Иногда Йонатану приходило в голову, что если бы она могла, то предпочла бы, чтобы ее навсегда оставил Мика, а не Идо — только не Идо, — и он, ужасаясь этой мысли, пытался избавиться от нее, но она, как нередко бывает с греховными помыслами и недостойными суждениями, упиралась и отказывалась исчезать.
После смерти Идо все мечтания Анат свелись к грузовику, который бы приехал и забрал их из Беэрота. Иногда эта тема поднималась за каждым ужином, а Эммануэль с трепетом говорил: «Но как же можно отсюда уехать, как?» — «Что значит „как же“? — отвечала Анат. — Как можно продолжать жить здесь и день ото дня видеть друзей Идо? Я так не могу. Каждый мальчик напоминает мне, сколько лет было бы Идо, если бы он был с нами. Пойми, — добавляла она, не обращая внимания, что они с Эммануэлем не одни, что Мика с Йонатаном слушают внимательно, в нарастающей панике.
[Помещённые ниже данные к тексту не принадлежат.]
// src/broadcast.rs
//
// Live fan-out of newly ingested records.
//
// Every subscriber owns a bounded queue. Delivery never waits: a subscriber
// whose queue is full misses that record, and a subscriber whose receiver has
// been dropped is removed the next time a record is sent.

use std::collections::BTreeMap;
use std::sync::atomic::{AtomicU64, Ordering};
use std::sync::{Arc, Mutex};
use tokio::sync::mpsc;

use crate::record::SpeedRecord;

/// Default per-subscriber queue depth.
pub const DEFAULT_SUBSCRIBER_CAPACITY: usize = 64;

/// Capability handed to the ingestion pipeline: called once per persisted
/// record, in ingestion order.
pub trait RecordListener: Send + Sync {
    fn notify(&self, record: &SpeedRecord);
}

/// Identifier of one registered subscriber.
pub type SubscriberId = u64;

/// Receiving half held by a live client.
#[derive(Debug)]
pub struct Subscription {
    pub id: SubscriberId,
    pub rx: mpsc::Receiver<Arc<SpeedRecord>>,
}

/// Result of one fan-out, for logging and tests.
#[derive(Clone, Debug, Default, PartialEq, Eq)]
pub struct Delivery {
    pub delivered: usize,
    pub lagged: usize,
    pub pruned: usize,
}

/// Subscriber registry with add/remove operations.
pub struct Broadcaster {
    subscribers: Mutex<BTreeMap<SubscriberId, mpsc::Sender<Arc<SpeedRecord>>>>,
    next_id: AtomicU64,
    capacity: usize,
}

impl Default for Broadcaster {
    fn default() -> Self {
        Self::new(DEFAULT_SUBSCRIBER_CAPACITY)
    }
}

impl Broadcaster {
    pub fn new(capacity: usize) -> Self {
        Broadcaster {
            subscribers: Mutex::new(BTreeMap::new()),
            next_id: AtomicU64::new(1),
            capacity: capacity.max(1),
        }
    }

    /// Register a new subscriber.
    pub fn subscribe(&self) -> Subscription {
        let (tx, rx) = mpsc::channel(self.capacity);
        let id = self.next_id.fetch_add(1, Ordering::Relaxed);
        if let Ok(mut subs) = self.subscribers.lock() {
            subs.insert(id, tx);
            tlog!("[broadcast] Subscriber {} added (total: {})", id, subs.len());
        }
        Subscription { id, rx }
    }

    /// Remove a subscriber. Returns false if it was already gone.
    pub fn unsubscribe(&self, id: SubscriberId) -> bool {
        match self.subscribers.lock() {
            Ok(mut subs) => {
                let removed = subs.remove(&id).is_some();
                if removed {
                    tlog!("[broadcast] Subscriber {} removed (remaining: {})", id, subs.len());
                }
                removed
            }
            Err(_) => false,
        }
    }

    pub fn subscriber_count(&self) -> usize {
        self.subscribers.lock().map(|s| s.len()).unwrap_or(0)
    }

    /// Offer `record` to every subscriber without waiting on any of them.
    pub fn send(&self, record: &SpeedRecord) -> Delivery {
        let mut delivery = Delivery::default();
        let Ok(mut subs) = self.subscribers.lock() else {
            tlog!("[broadcast] Subscriber registry poisoned, dropping record {}", record.id);
            return delivery;
        };

        let shared = Arc::new(record.clone());
        subs.retain(|id, tx| match tx.try_send(shared.clone()) {
            Ok(()) => {
                delivery.delivered += 1;
                true
            }
            Err(mpsc::error::TrySendError::Full(_)) => {
                tlog!("[broadcast] Subscriber {} is lagging, skipped record {}", id, record.id);
                delivery.lagged += 1;
                true
            }
            Err(mpsc::error::TrySendError::Closed(_)) => {
                delivery.pruned += 1;
                false
            }
        });

        if delivery.pruned > 0 {
            tlog!(
                "[broadcast] Pruned {} closed subscriber(s) (remaining: {})",
                delivery.pruned,
                subs.len()
            );
        }
        delivery
    }
}

impl RecordListener for Broadcaster {
    fn notify(&self, record: &SpeedRecord) {
        self.send(record);
    }
}

#[cfg(test)]
mod tests {
    use super::*;
    use crate::record::NewRecord;

    fn record(id: i64) -> SpeedRecord {
        SpeedRecord::from_new(id, &NewRecord::stamped_now(1, id, 10.0))
    }

    #[tokio::test]
    async fn test_fan_out_to_all_subscribers_in_order() {
        let hub = Broadcaster::new(8);
        let mut a = hub.subscribe();
        let mut b = hub.subscribe();

        hub.notify(&record(1));
        hub.notify(&record(2));

        for sub in [&mut a, &mut b] {
            assert_eq!(sub.rx.recv().await.unwrap().id, 1);
            assert_eq!(sub.rx.recv().await.unwrap().id, 2);
        }
    }

    #[test]
    fn test_closed_subscriber_pruned_on_next_send() {
        let hub = Broadcaster::new(8);
        let keep = hub.subscribe();
        let gone = hub.subscribe();
        drop(gone);
        assert_eq!(hub.subscriber_count(), 2);

        let delivery = hub.send(&record(1));
        assert_eq!(delivery, Delivery { delivered: 1, lagged: 0, pruned: 1 });
        assert_eq!(hub.subscriber_count(), 1);
        drop(keep);
    }

    #[test]
    fn test_full_subscriber_does_not_block_others() {
        let hub = Broadcaster::new(1);
        let _slow = hub.subscribe();
        let mut fast = hub.subscribe();

        assert_eq!(hub.send(&record(1)).delivered, 2);
        assert_eq!(fast.rx.try_recv().unwrap().id, 1);

        let delivery = hub.send(&record(2));
        assert_eq!(delivery, Delivery { delivered: 1, lagged: 1, pruned: 0 });
        assert_eq!(fast.rx.try_recv().unwrap().id, 2);
        assert_eq!(hub.subscriber_count(), 2);
    }

    #[test]
    fn test_unsubscribe() {
        let hub = Broadcaster::default();
        let sub = hub.subscribe();
        assert!(hub.unsubscribe(sub.id));
        assert!(!hub.unsubscribe(sub.id));
        assert_eq!(hub.send(&record(1)), Delivery::default());
    }

    #[test]
    fn test_ids_are_unique() {
        let hub = Broadcaster::default();
        let a = hub.subscribe();
        let b = hub.subscribe();
        assert_ne!(a.id, b.id);
    }
}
Слезы стояли в уголках ее глаз, и она непрестанно поправляла фиолетовый платок, неплотно повязанный на голове. — Пойми, я не могу видеть его комнату, дорожки, по которым он ходил, держа в руках Мишну с комментариями Кеѓати[105] в зеленой обложке, траву, на которой вечерами по четвергам играл в футбол. Эммануэль, это выше моих сил. Для того чтобы я выжила, мы должны переехать в Иерусалим и отдаться святости и молитве».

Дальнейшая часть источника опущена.